A l’occasion de la célébration du 30ème anniversaire de l’accession de Paul Biya au pouvoir, plusieurs journalistes ont été séquestrés alors qu’ils couvraient la marche de protestation organisée par le Sdf, principal parti de l’opposition au Cameroun

 

Joseph Olinga, journaliste au quotidien privé Le messager et membre du conseil syndical national du syndicat national des journalistes du Cameroun(Snjc) est  dans tous ses états. Debout devant une douzaine d’éléments des forces de l’ordre, venus disperser les militants du sdf  au carrefour Bonakouamouang, il est tout vert de colère. Il vient d’être  violenté par un des responsables de la police mobilisé en ce lieu  alors qu’il tentait d’entrer en possession de son téléphone portable confisqué. Il faisait une photo de l’altercation entre la police et les militants su Sdf quand son outil de travail lui a été enlevé par un officier de police.

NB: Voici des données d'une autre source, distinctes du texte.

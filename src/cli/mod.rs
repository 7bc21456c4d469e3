//! CLI layer - Command-line interface

pub mod commands;
pub mod output;

pub use commands::{Cli, Commands};
pub use output::{format_diary_detail, format_diary_list};
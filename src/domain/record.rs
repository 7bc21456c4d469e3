//! Persisted record codec for the diary slot

use crate::domain::diary::{sort_newest_first, Diary};
use crate::error::Result;
use serde_json::Value;
use std::collections::HashSet;

/// Encode the whole collection as an ordered array of flat records
pub fn encode_records(diaries: &[Diary]) -> Result<Value> {
    Ok(serde_json::to_value(diaries)?)
}

/// Decode a slot value into entries, newest first.
///
/// Records that are missing a field, have a wrongly typed field, or repeat an
/// id already seen are dropped. A value that is not an array decodes to an
/// empty collection.
pub fn decode_records(value: Value) -> Vec<Diary> {
    let records = match value {
        Value::Array(records) => records,
        other => {
            log::warn!(
                "diary slot does not hold a list (found {}), starting empty",
                json_kind(&other)
            );
            return Vec::new();
        }
    };

    let total = records.len();
    let mut seen = HashSet::new();
    let mut diaries: Vec<Diary> = records
        .into_iter()
        .enumerate()
        .filter_map(|(index, record)| match serde_json::from_value::<Diary>(record) {
            Ok(diary) => Some(diary),
            Err(e) => {
                log::warn!("dropping malformed diary record #{}: {}", index, e);
                None
            }
        })
        .filter(|diary| {
            let fresh = seen.insert(diary.id.clone());
            if !fresh {
                log::warn!("dropping diary record with duplicate id {}", diary.id);
            }
            fresh
        })
        .collect();

    log::debug!("decoded {} of {} diary records", diaries.len(), total);

    sort_newest_first(&mut diaries);
    diaries
}

fn json_kind(value: &Value) -> &'static str {
    match value {
        Value::Null => "null",
        Value::Bool(_) => "a boolean",
        Value::Number(_) => "a number",
        Value::String(_) => "a string",
        Value::Array(_) => "an array",
        Value::Object(_) => "an object",
    }
}

#[cfg(test)]
mod tests {
    use super::*;
    use serde_json::json;

    #[test]
    fn test_decode_drops_record_missing_title() {
        let value = json!([
            {
                "id": "a",
                "title": "Kept",
                "contents": "hello",
                "date": "2024-01-10T00:00:00Z",
                "isStar": false
            },
            {
                "id": "b",
                "contents": "no title here",
                "date": "2024-01-11T00:00:00Z",
                "isStar": true
            }
        ]);

        let diaries = decode_records(value);
        assert_eq!(diaries.len(), 1);
        assert_eq!(diaries[0].title, "Kept");
    }

    #[test]
    fn test_decode_drops_wrongly_typed_fields() {
        let value = json!([
            { "id": "a", "title": "T", "contents": "C", "date": "not a date", "isStar": false },
            { "id": "b", "title": "T", "contents": "C", "date": "2024-01-10T00:00:00Z", "isStar": "yes" },
            { "id": 7, "title": "T", "contents": "C", "date": "2024-01-10T00:00:00Z", "isStar": false },
            "just a string",
            { "id": "c", "title": "T", "contents": "C", "date": "2024-01-10T00:00:00Z", "isStar": true }
        ]);

        let diaries = decode_records(value);
        assert_eq!(diaries.len(), 1);
        assert_eq!(diaries[0].id.as_str(), "c");
        assert!(diaries[0].is_star);
    }

    #[test]
    fn test_decode_sorts_newest_first() {
        let value = json!([
            { "id": "old", "title": "Old", "contents": "C", "date": "2024-01-10T00:00:00Z", "isStar": false },
            { "id": "new", "title": "New", "contents": "C", "date": "2024-01-12T00:00:00Z", "isStar": false }
        ]);

        let diaries = decode_records(value);
        assert_eq!(diaries[0].id.as_str(), "new");
        assert_eq!(diaries[1].id.as_str(), "old");
    }

    #[test]
    fn test_decode_accepts_offset_timestamps() {
        let value = json!([
            { "id": "a", "title": "T", "contents": "C", "date": "2024-01-10T09:00:00+09:00", "isStar": false }
        ]);

        let diaries = decode_records(value);
        assert_eq!(diaries[0].date.to_rfc3339(), "2024-01-10T00:00:00+00:00");
    }

    #[test]
    fn test_decode_drops_duplicate_ids() {
        let value = json!([
            { "id": "a", "title": "First", "contents": "C", "date": "2024-01-10T00:00:00Z", "isStar": false },
            { "id": "a", "title": "Second", "contents": "C", "date": "2024-01-11T00:00:00Z", "isStar": false }
        ]);

        let diaries = decode_records(value);
        assert_eq!(diaries.len(), 1);
        assert_eq!(diaries[0].title, "First");
    }

    #[test]
    fn test_decode_non_array_is_empty() {
        assert!(decode_records(json!({"id": "a"})).is_empty());
        assert!(decode_records(json!("diaryList")).is_empty());
        assert!(decode_records(Value::Null).is_empty());
    }

    #[test]
    fn test_encode_preserves_order() {
        let value = json!([
            { "id": "new", "title": "New", "contents": "C", "date": "2024-01-12T00:00:00Z", "isStar": true },
            { "id": "old", "title": "Old", "contents": "C", "date": "2024-01-10T00:00:00Z", "isStar": false }
        ]);
        let diaries = decode_records(value.clone());

        assert_eq!(encode_records(&diaries).unwrap(), value);
    }
}
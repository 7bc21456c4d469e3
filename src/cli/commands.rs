//! CLI command definitions

use clap::{Parser, Subcommand};
use log::LevelFilter;
use std::path::PathBuf;

#[derive(Parser, Debug)]
#[command(name = "diary")]
#[command(about = "Personal diary of dated entries", long_about = None)]
#[command(version)]
pub struct Cli {
    /// Log level (off, error, warn, info, debug, trace)
    #[arg(
        short = 'L',
        long,
        global = true,
        value_name = "LEVEL",
        default_value = "warn",
        env = "DIARY_LOG_LEVEL"
    )]
    pub log_level: LevelFilter,

    #[command(subcommand)]
    pub command: Commands,
}

#[derive(Subcommand, Debug)]
pub enum Commands {
    /// Initialize a new diary
    Init {
        /// Directory to initialize (default: current directory)
        #[arg(default_value = ".")]
        path: PathBuf,

        /// Preference key the entries are stored under
        #[arg(long, default_value = "diaryList")]
        slot: String,

        /// How dates are displayed (iso, korean)
        #[arg(long, default_value = "iso")]
        date_style: String,
    },

    /// List entries, newest first
    List {
        /// Only show starred entries
        #[arg(short, long)]
        starred: bool,

        /// Earliest date to include (YYYY-MM-DD, today, last monday, ...)
        #[arg(long)]
        from: Option<String>,

        /// Latest date to include
        #[arg(long)]
        to: Option<String>,

        /// Show at most this many entries
        #[arg(short = 'n', long)]
        limit: Option<usize>,
    },

    /// Show one entry
    Show {
        /// Entry id or a unique prefix of it
        id: String,
    },

    /// Write a new entry
    Add {
        #[arg(short, long)]
        title: Option<String>,

        #[arg(short, long)]
        contents: Option<String>,

        /// Entry date (YYYY-MM-DD, today, yesterday, friday, ...)
        #[arg(short, long, default_value = "today")]
        date: String,
    },

    /// Change an existing entry; omitted fields keep their value
    Edit {
        /// Entry id or a unique prefix of it
        id: String,

        #[arg(short, long)]
        title: Option<String>,

        #[arg(short, long)]
        contents: Option<String>,

        #[arg(short, long)]
        date: Option<String>,
    },

    /// Delete an entry
    Delete {
        /// Entry id or a unique prefix of it
        id: String,
    },

    /// Mark an entry as favorite
    Star {
        /// Entry id or a unique prefix of it
        id: String,
    },

    /// Remove the favorite mark from an entry
    Unstar {
        /// Entry id or a unique prefix of it
        id: String,
    },

    /// View or modify configuration
    Config {
        /// Config key to get or set
        key: Option<String>,

        /// Value to set (if provided, sets the key)
        value: Option<String>,

        /// List all configuration
        #[arg(short, long)]
        list: bool,
    },
}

Pendant  qu’il demandait tout gentiment à l’officier en question de lui remettre son téléphone, il sera menacé d’abord verbalement avant d’être giflé par celui qui se croit tout permis. «J’étais là tous près et je voyais comment les forces de l’ordre arrachaient les drapeau et les pagnes du sdf au militants de ce parti quand cet officier a arraché mon téléphone. Quand je lui ai demandé de me remettre mon téléphone, il m’a menacé et a dit qu’il allait m’enfermer si je continuais.» raconte-t-il.  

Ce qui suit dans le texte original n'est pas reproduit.